= Iñaki Kijera Zelarain =

Basque protester (1961–1979)

Iñaki Kijera Zelarain (also spelled Iñaki Kijera Celerain, 30 April 1961 – 1 September 1979) was a Basque protester who died in a demonstration in favor of Basque terrorists. He was 18 when he died and was living with his parents in the Antiguo district.

==Political context==
He was born on 30 April 1961 in San Sebastián. Four years after the death of the Spanish caudillo Francisco Franco, the Spanish State was still in great turmoil. Repressed groups, ideologies and nationalities saw a chance to express their opinions and wishes. A new Constitution was formed in 1978 which allowed for the possibility of autonomy for Spanish territories, like the Statute of Autonomy of the Basque Country, which was ratified on 25 October 1979.

1979 was a year of unrest. Attacks against Basque political refugees and terrorists in Northern Basque Country (which was under French administration), and French Police Forces' repression made things more difficult for Basque leftist nationalists. Demonstrators used hunger strikes and other protests to denounce the situation, and drew attention to the political status of Basque prisoners and refugees, namely in: Hendaia, Hazparne, Vitoria-Gasteiz, Bilbao, Durango, San Sebastián, and Pamplona.

That same year, France refused to acknowledge Basque refugees as political refugees, arguing that Spain was already a democracy.
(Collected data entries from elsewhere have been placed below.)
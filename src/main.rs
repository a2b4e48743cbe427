use std::path::PathBuf;
use std::time::Duration;

use anyhow::Result;
use clap::Parser;
use tracing_subscriber::EnvFilter;

use workbench::service::server::{start_server, ServerConfig};
use workbench::workspace::executor::ExecutorConfig;

#[derive(Parser)]
#[command(name = "workbench")]
#[command(version, about = "Workspace command-execution service")]
struct Cli {
    /// Port to listen on
    #[arg(short, long, default_value_t = 3000)]
    port: u16,

    /// Directory holding the per-repository checkouts
    #[arg(long, default_value = "workspaces")]
    workspaces_dir: PathBuf,

    /// Seconds to wait for a dev server ready signal
    #[arg(long, default_value_t = 3)]
    dev_server_wait: u64,
}

#[tokio::main]
async fn main() -> Result<()> {
    dotenvy::dotenv().ok();

    tracing_subscriber::fmt()
        .with_env_filter(
            EnvFilter::try_from_default_env().unwrap_or_else(|_| EnvFilter::new("info")),
        )
        .init();

    let cli = Cli::parse();

    let executor = ExecutorConfig {
        git_author_name: std::env::var("WORKBENCH_GIT_AUTHOR_NAME")
            .unwrap_or_else(|_| "workbench".to_string()),
        git_author_email: std::env::var("WORKBENCH_GIT_AUTHOR_EMAIL")
            .unwrap_or_else(|_| "workbench@localhost".to_string()),
        default_branch: std::env::var("WORKBENCH_DEFAULT_BRANCH")
            .unwrap_or_else(|_| "main".to_string()),
        dev_server_wait: Duration::from_secs(cli.dev_server_wait),
        ..Default::default()
    };

    start_server(ServerConfig {
        port: cli.port,
        workspaces_root: cli.workspaces_dir,
        executor,
    })
    .await
}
To protest this refusal, refugees began a hunger strike in several Northern Basque Country provinces, under the slogan "Euskadin bizi nahi dugu", "We want to live in Euskadi". In Southern Basque Country, solidarity was shown in different ways: politicians administrative buildings, citizens went on hunger strikes, and started several demonstrations. Some of these demonstrations would become especially bloody.

==1 September 1979 demonstration in San Sebastián==
On 31 August 1979, more than forty politicians of different political parties (HB, EE, LKI, PTE and EMK-OIC) closed themselves up in the Provincial Council of Gipuzkoa in favor of Basque political refugee's rights. The next day, Committees in Favor of Amnesty ("Amnistiaren Aldeko Batzordeak") called for a demonstration to be held on September 1, in the four Southern Basque Country capitals. Joaquin Argote, the Civil Governor of Gipuzkoa, banned San Sebastián's demonstration. Forces of Public Order took control of the city on 1 September, in order to prevent any demonstration attempts.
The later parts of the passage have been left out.